A Polícia Federal pediu ao ministro André Mendonça, do Supremo Tribunal Federal, autorização para instalar uma equipe do Caso Master na mansão de R$ 30 milhões do ex-banqueiro Daniel Vorcaro, em Belo Horizonte. O magistrado negou o pedido, feito em 18 de março.
Documentos tornados públicos após a quebra de sigilo determinada pelo presidente do STF, Edson Fachin, na sexta-feira (11), revelam que o imóvel tem piscina, spa, cinema, quadras esportivas, academia e elevador.
Pedido negado, mas leilão autorizado
Em documento anexado ao processo, a PF afirmou que o recém-criado Grupo de Investigação para Repressão à Corrupção e Lavagem de Dinheiro, criado em Minas Gerais, ainda não tinha sede própria e que a mansão de Vorcaro poderia suprir essa necessidade. A Procuradoria-Geral da República chegou a dar parecer favorável ao uso do imóvel pelos agentes.
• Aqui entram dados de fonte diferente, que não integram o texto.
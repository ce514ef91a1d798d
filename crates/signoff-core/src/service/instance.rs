//! Request instance manager: starting and reading instances.

use std::sync::Arc;

use serde_json::{Value, json};

use signoff_types::audit::{AuditAction, AuditLogEntry};
use signoff_types::error::{EngineError, RepositoryError};
use signoff_types::id::{DefinitionId, InstanceId, UserId};
use signoff_types::instance::RequestInstance;

use crate::clock::Clock;
use crate::engine::transition::{initial_instance, step_assigned};
use crate::event::EventBus;
use crate::repository::definition::DefinitionRepository;
use crate::repository::instance::{InstanceFilter, InstanceRepository};

/// Page size used when a list call gives no limit.
const DEFAULT_LIMIT: i64 = 50;
const MAX_LIMIT: i64 = 200;

pub struct InstanceManager<D: DefinitionRepository, I: InstanceRepository> {
    definitions: D,
    instances: I,
    clock: Arc<dyn Clock>,
    events: EventBus,
}

impl<D: DefinitionRepository, I: InstanceRepository> InstanceManager<D, I> {
    pub fn new(definitions: D, instances: I, clock: Arc<dyn Clock>, events: EventBus) -> Self {
        Self {
            definitions,
            instances,
            clock,
            events,
        }
    }

    /// Start a request against an active definition.
    ///
    /// The definition's steps and transitions are frozen onto the instance,
    /// so later changes to the definition never affect it.
    pub async fn start(
        &self,
        definition_id: &DefinitionId,
        requester_id: UserId,
        payload: Value,
    ) -> Result<RequestInstance, EngineError> {
        let definition = self
            .definitions
            .get_by_id(definition_id)
            .await?
            .ok_or_else(|| EngineError::NotFound(format!("workflow {definition_id}")))?;
        if !definition.is_active {
            return Err(EngineError::InactiveDefinition(definition.id));
        }

        let now = self.clock.now();
        let instance = initial_instance(&definition, requester_id, payload, now)?;

        let audit = AuditLogEntry::new(
            AuditAction::InstanceStarted,
            "request",
            instance.id,
            Some(requester_id),
            now,
        )
        .for_instance(instance.id)
        .with_details(json!({
            "workflow_id": definition.id,
            "workflow_name": definition.name,
        }));

        // The store re-checks the definition inside the insert, so a delete
        // or deactivation that lands after the read above still wins.
        self.instances
            .insert(&instance, &audit)
            .await
            .map_err(|e| match e {
                RepositoryError::NotFound => {
                    EngineError::NotFound(format!("workflow {definition_id}"))
                }
                RepositoryError::Conflict(_) => EngineError::InactiveDefinition(definition.id),
                other => other.into(),
            })?;

        tracing::info!(
            request_id = %instance.id,
            workflow = %definition.name,
            requester = %requester_id,
            "request started"
        );
        if let Some(first) = instance.snapshot.step(1) {
            self.events.publish(step_assigned(&instance, first));
        }

        Ok(instance)
    }

    pub async fn get(&self, id: &InstanceId) -> Result<RequestInstance, EngineError> {
        self.instances
            .get_by_id(id)
            .await?
            .ok_or_else(|| EngineError::NotFound(format!("request {id}")))
    }

    pub async fn list(&self, mut filter: InstanceFilter) -> Result<Vec<RequestInstance>, EngineError> {
        filter.limit = Some(filter.limit.unwrap_or(DEFAULT_LIMIT).clamp(1, MAX_LIMIT));
        filter.offset = Some(filter.offset.unwrap_or(0).max(0));
        Ok(self.instances.list(&filter).await?)
    }

    pub async fn count_breaches(&self) -> Result<u64, EngineError> {
        Ok(self.instances.count_breaches().await?)
    }
}
//! Users, roles, permissions and API tokens.

use signoff_types::directory::{Permission, Role, User};
use signoff_types::error::RepositoryError;
use signoff_types::id::{PermissionId, RoleId, UserId};

/// Persistence for the identity directory.
///
/// Name and username uniqueness is enforced by the implementation and
/// reported as `RepositoryError::Conflict`.
pub trait DirectoryRepository: Send + Sync {
    fn create_permission(
        &self,
        permission: &Permission,
    ) -> impl std::future::Future<Output = Result<(), RepositoryError>> + Send;

    fn list_permissions(
        &self,
    ) -> impl std::future::Future<Output = Result<Vec<Permission>, RepositoryError>> + Send;

    fn get_permission_by_name(
        &self,
        name: &str,
    ) -> impl std::future::Future<Output = Result<Option<Permission>, RepositoryError>> + Send;

    fn create_role(
        &self,
        role: &Role,
    ) -> impl std::future::Future<Output = Result<(), RepositoryError>> + Send;

    fn list_roles(&self)
    -> impl std::future::Future<Output = Result<Vec<Role>, RepositoryError>> + Send;

    fn get_role_by_name(
        &self,
        name: &str,
    ) -> impl std::future::Future<Output = Result<Option<Role>, RepositoryError>> + Send;

    /// Idempotent: granting an already granted permission is a no-op.
    fn grant_permission(
        &self,
        role_id: &RoleId,
        permission_id: &PermissionId,
    ) -> impl std::future::Future<Output = Result<(), RepositoryError>> + Send;

    fn create_user(
        &self,
        user: &User,
    ) -> impl std::future::Future<Output = Result<(), RepositoryError>> + Send;

    fn list_users(&self)
    -> impl std::future::Future<Output = Result<Vec<User>, RepositoryError>> + Send;

    fn get_user(
        &self,
        id: &UserId,
    ) -> impl std::future::Future<Output = Result<Option<User>, RepositoryError>> + Send;

    fn get_user_by_username(
        &self,
        username: &str,
    ) -> impl std::future::Future<Output = Result<Option<User>, RepositoryError>> + Send;

    /// Idempotent, like `grant_permission`.
    fn assign_role(
        &self,
        user_id: &UserId,
        role_id: &RoleId,
    ) -> impl std::future::Future<Output = Result<(), RepositoryError>> + Send;

    /// Union of the permissions granted to the given roles.
    fn permissions_for_roles(
        &self,
        role_ids: &[RoleId],
    ) -> impl std::future::Future<Output = Result<Vec<PermissionId>, RepositoryError>> + Send;

    /// Store the hash of an issued API token.
    fn store_token(
        &self,
        user_id: &UserId,
        token_hash: &str,
        label: &str,
    ) -> impl std::future::Future<Output = Result<(), RepositoryError>> + Send;

    /// Active user owning a token with the given hash.
    fn find_user_by_token_hash(
        &self,
        token_hash: &str,
    ) -> impl std::future::Future<Output = Result<Option<User>, RepositoryError>> + Send;

    fn count_users(&self) -> impl std::future::Future<Output = Result<u64, RepositoryError>> + Send;
}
André Mendonça, no entanto, rejeitou a proposta. Segundo o ministro, adaptar a casa para uso institucional exigiria “intervenções relevantes” e geraria despesas elevadas aos cofres públicos.
Apesar de barrar o uso administrativo, Mendonça autorizou a venda antecipada da mansão em leilão. Para o ministro, converter o imóvel em valor é mais adequado à finalidade pública do que transformá-lo em espaço de trabalho da corporação, já que a casa tem áreas de lazer, bares, spa e quadra de jogos.
Contestação da defesa e desdobramentos
A defesa de Daniel Vorcaro classificou o pedido da PF pela mansão como “absurdo” e argumenta que a investigação ainda está em curso, sem ação penal formalizada que justifique a medida. Segundo os advogados, não há “nenhuma dívida apurada fora da Liquidação” do Banco Master que sustente o leilão.
O pedido da PF pela mansão foi protocolado em 18 de março — dois dias antes de Mendonça negar prisão domiciliar a Vorcaro e transferi-lo para a superintendência da Polícia Federal, decisões que marcaram o avanço do Caso Master naquele mês.
Na última movimentação do processo, em 26 de agosto, a PGR se manifestou contra o pedido da defesa para suspender o leilão. Desde então, Mendonça não tomou novas decisões sobre o destino do imóvel.